The Foundation of Wayne Community College has awarded its Penny Nelson Memorial Scholarship to a ninth-grade drop out who chose not to fail.
Dexter Taylor is the recipient of the award which recognizes an outstanding Adult High School graduate.
It took the death of his grandfather to get the young man who said that he had “accepted that I was a statistic, ‘a young uneducated black man headed for destruction’” to choose a different path, one that included education.
“I allowed personal challenges such as moving from house to house, experiencing homelessness, living with my mother and older sister and at times not knowing what we would eat. I began spending time with the wrong crowd, trying to escape the pain and issues I was dealing with,” he admitted during his address as one of two student speakers at the 2019 WCC Transitional Programs for College and Career graduation.
Having moved to Fayetteville from Goldsboro after his parents divorced, Taylor seemed to be getting more and more lost. “I took ninth grade three times. I went to five high schools,” he said. “From 15 to 18, I smoked marijuana every day.”
There was still strength in him. One day, Taylor just stopped. “It got old. I wasn’t going anywhere. I wanted a clean slate,” he said.
When his grandfather died in 2015, Taylor decided to move back to Goldsboro to live with his grandmother and his father. Knowing that his grandfather was “big on education, he wanted to see me graduate,” Taylor decided he would get his equivalency diploma.
“I came to WCC at the next registration they did,” he said and took a pre-test. Based on his high scores, he was encouraged to go into the Adult High School instead.
“Going back to school was the best decision I have ever made,” Taylor said. He enrolled in the Workforce Investment and Opportunity Act (WIOA) program which allowed him to gain work experience at the City of Goldsboro Human Resources Department and with Literacy Connections of Wayne County and was elected vice president of the WIOA Youth group. He joined the college’s Future Leaders of the World club and became its president. He earned a spot on the Honors (“B” or higher average) and the Scholars (A average) lists. And finally he was selected to speak on behalf of the Adult High School graduates at their commencement ceremony.
Graduation day was bitter-sweet for Taylor. His grandfather had passed away exactly four years prior. Apostle Boyland Ray Taylor was a Wayne Community College graduate, as is his grandmother.
“His dream was for me to complete my education,” Taylor said, tears welling in his eyes.
“We may have been delayed, but we certainly have not been denied.

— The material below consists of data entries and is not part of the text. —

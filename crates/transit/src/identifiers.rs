//! Type-safe, cheap-to-clone identifiers for stops and transport modes.
//!
//! All identifiers use Arc<str> so that the marker registry, the selection
//! state and the icon cache can share keys without copying strings.

use std::fmt;
use std::hash::{Hash, Hasher};
use std::sync::Arc;

macro_rules! impl_identifier {
    ($name:ident) => {
        #[derive(Clone, Debug)]
        pub struct $name(Arc<str>);

        impl $name {
            pub fn new(s: impl AsRef<str>) -> Self {
                Self(s.as_ref().into())
            }

            pub fn as_str(&self) -> &str {
                &self.0
            }
        }

        impl PartialEq for $name {
            fn eq(&self, other: &Self) -> bool {
                Arc::ptr_eq(&self.0, &other.0) || self.0 == other.0
            }
        }

        impl Eq for $name {}

        impl PartialOrd for $name {
            fn partial_cmp(&self, other: &Self) -> Option<std::cmp::Ordering> {
                Some(self.cmp(other))
            }
        }

        impl Ord for $name {
            fn cmp(&self, other: &Self) -> std::cmp::Ordering {
                self.0.cmp(&other.0)
            }
        }

        impl Hash for $name {
            fn hash<H: Hasher>(&self, state: &mut H) {
                self.0.hash(state);
            }
        }

        impl fmt::Display for $name {
            fn fmt(&self, f: &mut fmt::Formatter<'_>) -> fmt::Result {
                write!(f, "{}", self.0)
            }
        }

        impl From<String> for $name {
            fn from(s: String) -> Self {
                Self::new(s)
            }
        }

        impl From<&str> for $name {
            fn from(s: &str) -> Self {
                Self::new(s)
            }
        }
    };
}

// Entur stop place id, e.g. "NSR:StopPlace:58366"
impl_identifier!(StopIdentifier);
// Entur transport mode, e.g. "bus", "metro"
impl_identifier!(TransportMode);
//! Line colors for the detail panel.
//!
//! Rule precedence: authority, then the exact-match exception lists, then
//! the `N`/`B` suffix rule, then numeric ranges.

use std::sync::LazyLock;

use palette::Srgb;
use serde::Deserialize;

#[derive(Clone, Copy, Debug, PartialEq, Eq, Hash, strum::Display, strum::AsRefStr)]
#[strum(serialize_all = "lowercase")]
pub enum LineColor {
    Orange,
    Blue,
    Red,
    Green,
    Gray,
}

impl LineColor {
    pub fn srgb(self) -> Srgb<u8> {
        match self {
            LineColor::Orange => Srgb::new(0xEC, 0x70, 0x0C),
            LineColor::Blue => Srgb::new(0x0B, 0x91, 0xEF),
            LineColor::Red => Srgb::new(0xE6, 0x00, 0x00),
            LineColor::Green => Srgb::new(0x75, 0xA3, 0x00),
            LineColor::Gray => Srgb::new(0x6B, 0x6B, 0x6B),
        }
    }

    /// `#RRGGBB`
    pub fn hex(self) -> String {
        let c = self.srgb();
        format!("#{:02X}{:02X}{:02X}", c.red, c.green, c.blue)
    }
}

#[derive(Clone, Debug, PartialEq, Eq, Deserialize)]
#[serde(default)]
pub struct ColorPolicy {
    /// The only authority that gets colored lines
    pub authority: String,
    pub red_exceptions: Vec<String>,
    pub green_exceptions: Vec<String>,
}

impl Default for ColorPolicy {
    fn default() -> Self {
        Self {
            authority: "Ruter".to_owned(),
            red_exceptions: ["100", "110", "130", "140", "145", "300", "300E"]
                .map(String::from)
                .to_vec(),
            green_exceptions: vec!["210B".to_owned()],
        }
    }
}

impl ColorPolicy {
    pub fn line_color(&self, public_code: &str, authority_name: &str) -> LineColor {
        if authority_name != self.authority {
            return LineColor::Gray;
        }

        if self.red_exceptions.iter().any(|code| code == public_code) {
            return LineColor::Red;
        }
        if self.green_exceptions.iter().any(|code| code == public_code) {
            return LineColor::Green;
        }

        if public_code.ends_with('N') || public_code.ends_with('B') {
            return LineColor::Red;
        }

        match public_code.parse::<u32>() {
            Ok(1..=9) => LineColor::Orange,
            Ok(10..=19) => LineColor::Blue,
            Ok(20..=99) => LineColor::Red,
            Ok(100..=4000) => LineColor::Green,
            _ => LineColor::Gray,
        }
    }
}

static DEFAULT_POLICY: LazyLock<ColorPolicy> = LazyLock::new(ColorPolicy::default);

/// [`ColorPolicy::line_color`] with the default policy
pub fn get_line_color(public_code: &str, authority_name: &str) -> LineColor {
    DEFAULT_POLICY.line_color(public_code, authority_name)
}
//! Core data types for stop places and the lines that serve them.

use std::sync::Arc;

use geo::Point;

use crate::identifiers::*;

// ============================================================================
// Data Structures
// ============================================================================

/// A stop place as returned by a bounding-box query.
///
/// `id` is the only field the engine reconciles on. Everything else may
/// change between two fetches of the same stop.
#[derive(Clone, Debug, PartialEq)]
pub struct Stop {
    pub id: StopIdentifier,
    pub name: Arc<str>,
    /// x = longitude, y = latitude
    pub location: Point,
    pub transport_modes: Vec<TransportMode>,
}

impl Stop {
    pub fn new(
        id: impl Into<StopIdentifier>,
        name: impl AsRef<str>,
        latitude: f64,
        longitude: f64,
        transport_modes: impl IntoIterator<Item = TransportMode>,
    ) -> Self {
        Self {
            id: id.into(),
            name: name.as_ref().into(),
            location: Point::new(longitude, latitude),
            transport_modes: transport_modes.into_iter().collect(),
        }
    }

    pub fn latitude(&self) -> f64 {
        self.location.y()
    }

    pub fn longitude(&self) -> f64 {
        self.location.x()
    }
}

/// A line serving one of the quays of a stop place.
#[derive(Clone, Debug, PartialEq, Eq, Hash)]
pub struct Line {
    /// Rider-facing code, e.g. "5", "31E", "12N"
    pub public_code: Arc<str>,
    /// Operating authority, e.g. "Ruter"
    pub authority_name: Arc<str>,
}

impl Line {
    pub fn new(public_code: impl AsRef<str>, authority_name: impl AsRef<str>) -> Self {
        Self {
            public_code: public_code.as_ref().into(),
            authority_name: authority_name.as_ref().into(),
        }
    }
}

/// A boarding position within a stop place.
#[derive(Clone, Debug, Default, PartialEq)]
pub struct Quay {
    pub lines: Vec<Line>,
}

/// Result of a per-stop detail query.
#[derive(Clone, Debug, PartialEq)]
pub struct StopDetail {
    pub id: StopIdentifier,
    pub name: Arc<str>,
    pub transport_modes: Vec<TransportMode>,
    pub quays: Vec<Quay>,
}

impl StopDetail {
    /// All lines of all quays, in quay order. May contain duplicates.
    pub fn lines(&self) -> impl Iterator<Item = &Line> {
        self.quays.iter().flat_map(|quay| quay.lines.iter())
    }
}

// ============================================================================
// Errors
// ============================================================================

#[derive(Clone, Debug, PartialEq, Eq, thiserror::Error)]
pub enum FetchError {
    /// The request could not complete (connection, timeout, HTTP status).
    #[error("Network failure: {0}")]
    Network(String),

    /// A response arrived but lacks the expected structure.
    #[error("Invalid response: {0}")]
    InvalidResponse(String),
}

pub type Result<T> = std::result::Result<T, FetchError>;

#[cfg(test)]
mod tests {
    use super::*;

    #[test]
    fn test_stop_coordinates() {
        let stop = Stop::new(
            "NSR:StopPlace:58366",
            "Jernbanetorget",
            59.911898,
            10.75038,
            [TransportMode::new("bus"), TransportMode::new("metro")],
        );

        assert_eq!(stop.latitude(), 59.911898);
        assert_eq!(stop.longitude(), 10.75038);
        assert_eq!(stop.transport_modes.len(), 2);
    }

    #[test]
    fn test_detail_lines_flatten_quays() {
        let detail = StopDetail {
            id: StopIdentifier::new("NSR:StopPlace:1"),
            name: "Storo".into(),
            transport_modes: vec![TransportMode::new("bus")],
            quays: vec![
                Quay {
                    lines: vec![Line::new("54", "Ruter"), Line::new("11", "Ruter")],
                },
                Quay::default(),
                Quay {
                    lines: vec![Line::new("54", "Ruter")],
                },
            ],
        };

        let codes: Vec<&str> = detail.lines().map(|line| &*line.public_code).collect();
        assert_eq!(codes, ["54", "11", "54"]);
    }

    #[test]
    fn test_fetch_error_display() {
        let err = FetchError::InvalidResponse("missing field `id`".into());
        assert_eq!(err.to_string(), "Invalid response: missing field `id`");
    }
}
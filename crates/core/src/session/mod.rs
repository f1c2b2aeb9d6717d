//! The reconciliation engine as an explicit, synchronous state machine.
//!
//! [`StopMapSession`] owns the registry, icon cache, selection, debounce
//! slot and request sequences. It never performs I/O itself: operations
//! that need a timer or a fetch hand back a token or request, and the
//! caller reports completion through the matching `*_elapsed` /
//! `*_completed` method. [`actor::SessionActor`] drives it on an actix
//! context.

use stopmap_transit::{BoundingBox, FetchError, Result, Stop, StopDetail, StopIdentifier};
use tracing::{debug, info, warn};

use crate::config::SessionConfig;
use crate::icon::IconCache;
use crate::marker::{MarkerRegistry, ReconcileSummary, reconcile};
use crate::panel::render_detail;
use crate::selection::{Selection, SelectionManager};
use crate::surface::{Notice, NoticeKind, Surfaces};
use crate::viewport::{DebounceToken, Debouncer, Viewport, ViewportController, ViewportDecision};

pub mod actor;
pub mod sequence;

pub use sequence::{RequestSequence, RequestTicket};

#[derive(Clone, Copy, Debug, PartialEq)]
pub struct RefreshRequest {
    pub ticket: RequestTicket,
    pub bounds: BoundingBox,
}

#[derive(Clone, Debug, PartialEq, Eq)]
pub struct DetailRequest {
    pub ticket: RequestTicket,
    pub stop_id: StopIdentifier,
}

#[derive(Clone, Copy, Debug, PartialEq, Eq)]
pub enum ViewportOutcome {
    /// Below the zoom gate; `markers` were removed
    Cleared { markers: usize },
    /// Arm a timer of [`Debouncer::quiet_period`] for this token
    Scheduled(DebounceToken),
}

#[derive(Clone, Debug, PartialEq, Eq)]
pub enum RefreshOutcome {
    Applied(ReconcileSummary),
    Stale,
    Failed(FetchError),
}

#[derive(Clone, Debug, PartialEq, Eq)]
pub enum DetailOutcome {
    Shown,
    Stale,
    Failed(FetchError),
}

#[derive(Debug)]
pub struct StopMapSession {
    config: SessionConfig,
    viewport: ViewportController,
    debouncer: Debouncer<BoundingBox>,
    refreshes: RequestSequence,
    details: RequestSequence,
    registry: MarkerRegistry,
    icons: IconCache,
    selection: SelectionManager,
}

impl StopMapSession {
    pub fn new(config: SessionConfig) -> Self {
        Self {
            viewport: ViewportController::new(config.min_zoom),
            debouncer: Debouncer::new(config.debounce()),
            refreshes: RequestSequence::new(),
            details: RequestSequence::new(),
            registry: MarkerRegistry::new(),
            icons: IconCache::new(),
            selection: SelectionManager::new(),
            config,
        }
    }

    pub fn config(&self) -> &SessionConfig {
        &self.config
    }

    pub fn registry(&self) -> &MarkerRegistry {
        &self.registry
    }

    pub fn icons(&self) -> &IconCache {
        &self.icons
    }

    pub fn selection(&self) -> &Selection {
        self.selection.selection()
    }

    pub fn last_viewport(&self) -> Option<&Viewport> {
        self.viewport.last()
    }

    pub fn has_pending_refresh(&self) -> bool {
        self.debouncer.is_pending()
    }

    /// Initial load: evaluate whatever the map currently shows
    pub fn start(&mut self, surfaces: &mut Surfaces<'_>) -> ViewportOutcome {
        let viewport = surfaces.map.viewport();
        self.viewport_changed(viewport, surfaces)
    }

    pub fn viewport_changed(
        &mut self,
        viewport: Viewport,
        surfaces: &mut Surfaces<'_>,
    ) -> ViewportOutcome {
        match self.viewport.observe(viewport) {
            ViewportDecision::BelowMinimum => {
                self.debouncer.cancel();
                self.refreshes.invalidate();
                self.details.invalidate();
                self.selection.clear(&mut self.registry, surfaces);
                let markers = self.registry.clear(&mut *surfaces.map);
                if markers > 0 {
                    info!(markers, zoom = viewport.zoom, "cleared markers below minimum zoom");
                }
                ViewportOutcome::Cleared { markers }
            }
            ViewportDecision::Refresh(bounds) => {
                let token = self.debouncer.schedule(bounds);
                debug!(?token, zoom = viewport.zoom, "refresh scheduled");
                ViewportOutcome::Scheduled(token)
            }
        }
    }

    /// The quiet period for `token` elapsed. Returns the fetch to issue, or
    /// `None` if a newer event replaced it.
    pub fn debounce_elapsed(&mut self, token: DebounceToken) -> Option<RefreshRequest> {
        let bounds = self.debouncer.fire(token)?;
        let ticket = self.refreshes.issue();
        debug!(ticket = ticket.get(), ?bounds, "refresh issued");
        Some(RefreshRequest { ticket, bounds })
    }

    pub fn refresh_completed(
        &mut self,
        ticket: RequestTicket,
        result: Result<Vec<Stop>>,
        surfaces: &mut Surfaces<'_>,
    ) -> RefreshOutcome {
        if !self.refreshes.is_current(ticket) {
            debug!(ticket = ticket.get(), "dropping superseded refresh response");
            return RefreshOutcome::Stale;
        }

        let stops = match result {
            Ok(stops) => stops,
            Err(err) => {
                warn!(ticket = ticket.get(), error = %err, "refresh failed");
                surfaces.map.notify(&Notice {
                    kind: NoticeKind::RefreshFailed,
                    message: format!("Could not load stops: {err}"),
                });
                return RefreshOutcome::Failed(err);
            }
        };

        let previous = std::mem::take(&mut self.registry);
        let (registry, summary) = reconcile(
            previous,
            stops,
            &mut self.icons,
            &mut self.selection,
            surfaces,
        );
        self.registry = registry;

        info!(
            ticket = ticket.get(),
            added = summary.added.len(),
            removed = summary.removed.len(),
            retained = summary.retained,
            "applied refresh"
        );
        RefreshOutcome::Applied(summary)
    }

    /// Select the stop's marker. Returns the detail fetch to issue, or
    /// `None` if the stop has no live marker.
    pub fn marker_clicked(
        &mut self,
        stop_id: &StopIdentifier,
        surfaces: &mut Surfaces<'_>,
    ) -> Option<DetailRequest> {
        if !self.selection.select(stop_id, &mut self.registry, surfaces) {
            return None;
        }

        let ticket = self.details.issue();
        debug!(ticket = ticket.get(), stop = %stop_id, "detail requested");
        Some(DetailRequest {
            ticket,
            stop_id: stop_id.clone(),
        })
    }

    pub fn background_clicked(&mut self, surfaces: &mut Surfaces<'_>) {
        self.details.invalidate();
        if let Some(stop) = self.selection.clear(&mut self.registry, surfaces) {
            debug!(stop = %stop, "selection cleared");
        }
    }

    pub fn detail_completed(
        &mut self,
        request: &DetailRequest,
        result: Result<StopDetail>,
        surfaces: &mut Surfaces<'_>,
    ) -> DetailOutcome {
        // a reconcile can drop the selection without a new ticket
        let current = self.details.is_current(request.ticket);
        if !current || !self.selection.is_selected(&request.stop_id) {
            debug!(stop = %request.stop_id, "dropping superseded detail response");
            return DetailOutcome::Stale;
        }

        match result {
            Ok(detail) => {
                let content = render_detail(&detail, &self.config.colors);
                surfaces.panel.show_detail(&content);
                DetailOutcome::Shown
            }
            Err(err) => {
                warn!(stop = %request.stop_id, error = %err, "detail fetch failed");
                surfaces.map.notify(&Notice {
                    kind: NoticeKind::DetailFailed,
                    message: format!("Could not load lines for this stop: {err}"),
                });
                DetailOutcome::Failed(err)
            }
        }
    }
}
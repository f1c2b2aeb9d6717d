//! Stop data models and error types.

pub mod bounds;
pub mod types;

// Re-exports for convenience
pub use bounds::BoundingBox;
pub use types::{FetchError, Line, Quay, Result, Stop, StopDetail};
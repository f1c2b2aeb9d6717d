//! Marker icons built from the transport modes a stop serves.

use std::str::FromStr;
use std::sync::Arc;

use stopmap_transit::TransportMode;

pub mod cache;

pub use cache::IconCache;

/// Shared, immutable icon. Equal cache keys hand out the same allocation.
pub type IconHandle = Arc<MarkerIcon>;

const GLYPH_SIZE: f32 = 20.0;
const GLYPH_GAP: f32 = 2.0;
const PADDING: f32 = 4.0;
const POINTER_HEIGHT: f32 = 6.0;

#[derive(Clone, Copy, Debug, PartialEq, Eq, Hash, strum::EnumString, strum::AsRefStr)]
#[strum(serialize_all = "lowercase", ascii_case_insensitive)]
pub enum ModeGlyph {
    Bus,
    Coach,
    Tram,
    Rail,
    Metro,
    Water,
    Air,
    Lift,
    Funicular,
    Unknown,
}

impl ModeGlyph {
    pub fn for_mode(mode: &TransportMode) -> Self {
        ModeGlyph::from_str(mode.as_str()).unwrap_or(ModeGlyph::Unknown)
    }
}

/// Pixel geometry of a rendered icon. The anchor is the pointer tip.
#[derive(Clone, Copy, Debug, PartialEq)]
pub struct IconGeometry {
    pub width: f32,
    pub height: f32,
    pub anchor_x: f32,
    pub anchor_y: f32,
}

impl IconGeometry {
    /// A row of glyphs inside a padded badge with a pointer underneath.
    pub fn measure(glyphs: &[ModeGlyph]) -> Self {
        let count = glyphs.len() as f32;
        let gaps = (count - 1.0).max(0.0);
        let width = PADDING * 2.0 + count * GLYPH_SIZE + gaps * GLYPH_GAP;
        let height = PADDING * 2.0 + GLYPH_SIZE + POINTER_HEIGHT;

        Self {
            width,
            height,
            anchor_x: width / 2.0,
            anchor_y: height,
        }
    }
}

#[derive(Debug, PartialEq)]
pub struct MarkerIcon {
    pub key: Arc<str>,
    pub glyphs: Vec<ModeGlyph>,
    pub geometry: IconGeometry,
}

impl MarkerIcon {
    pub fn build(key: Arc<str>, modes: &[TransportMode]) -> Self {
        let glyphs: Vec<ModeGlyph> = modes.iter().map(ModeGlyph::for_mode).collect();
        let geometry = IconGeometry::measure(&glyphs);

        Self {
            key,
            glyphs,
            geometry,
        }
    }
}

#[cfg(test)]
mod tests {
    use super::*;
    use approx::assert_relative_eq;

    #[test]
    fn test_glyph_parsing() {
        assert_eq!(ModeGlyph::for_mode(&"metro".into()), ModeGlyph::Metro);
        assert_eq!(ModeGlyph::for_mode(&"BUS".into()), ModeGlyph::Bus);
        assert_eq!(ModeGlyph::for_mode(&"trolleybus".into()), ModeGlyph::Unknown);
        assert_eq!(ModeGlyph::Funicular.as_ref(), "funicular");
    }

    #[test]
    fn test_geometry_grows_with_glyphs() {
        let one = IconGeometry::measure(&[ModeGlyph::Bus]);
        let two = IconGeometry::measure(&[ModeGlyph::Bus, ModeGlyph::Rail]);

        assert_relative_eq!(one.width, 28.0);
        assert_relative_eq!(two.width, 50.0);
        assert_relative_eq!(one.height, two.height);
        assert_relative_eq!(two.anchor_x, 25.0);
        assert_relative_eq!(two.anchor_y, two.height);
    }

    #[test]
    fn test_empty_modes_still_measure() {
        let geometry = IconGeometry::measure(&[]);
        assert_relative_eq!(geometry.width, PADDING * 2.0);
    }
}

Although our challenges may not have been the same, the obstacles have been many,” Taylor said to his fellow graduates. “I’m sure you had to make the decision whether you would be a failure or an overcomer. A good friend of mine by the name of Mr. Ronnie Singleton told me, ‘We fail only because we choose to fail.’”
“There are no failures here, only strong individuals, capable of achieving anything. We have overcome. We have endured until the end; but let us not stop here. I believe the best is yet to come,” said Taylor.
Taylor is continuing his education at WCC, using the Nelson Scholarship for a Business Administration degree. After that, he would like to attend North Carolina A&T State University.
He is still formulating his career plans, but based on the experiences he had through WIOA, he said, “I would like to work in an office setting.” And he’d like to be able to incorporate art into his job.
The Penny Nelson Memorial Scholarship was established in 2009 when Nelson, a beloved WCC Adult High School teacher and former WCC curriculum instructor, passed away after a long struggle with cancer. The recipient is selected by WCC AHS faculty.
Wayne Community College is a public, learning-centered institution with an open-door admission policy located in Goldsboro, N.C. As it works to develop a highly skilled and competitive workforce, the college serves 12,000 individuals annually as well as businesses, industry, and community organizations with high quality, affordable, accessible learning opportunities, including more than 70 college credit programs. WCC’s mission is to meet the educational, training, and cultural needs of the communities it serves.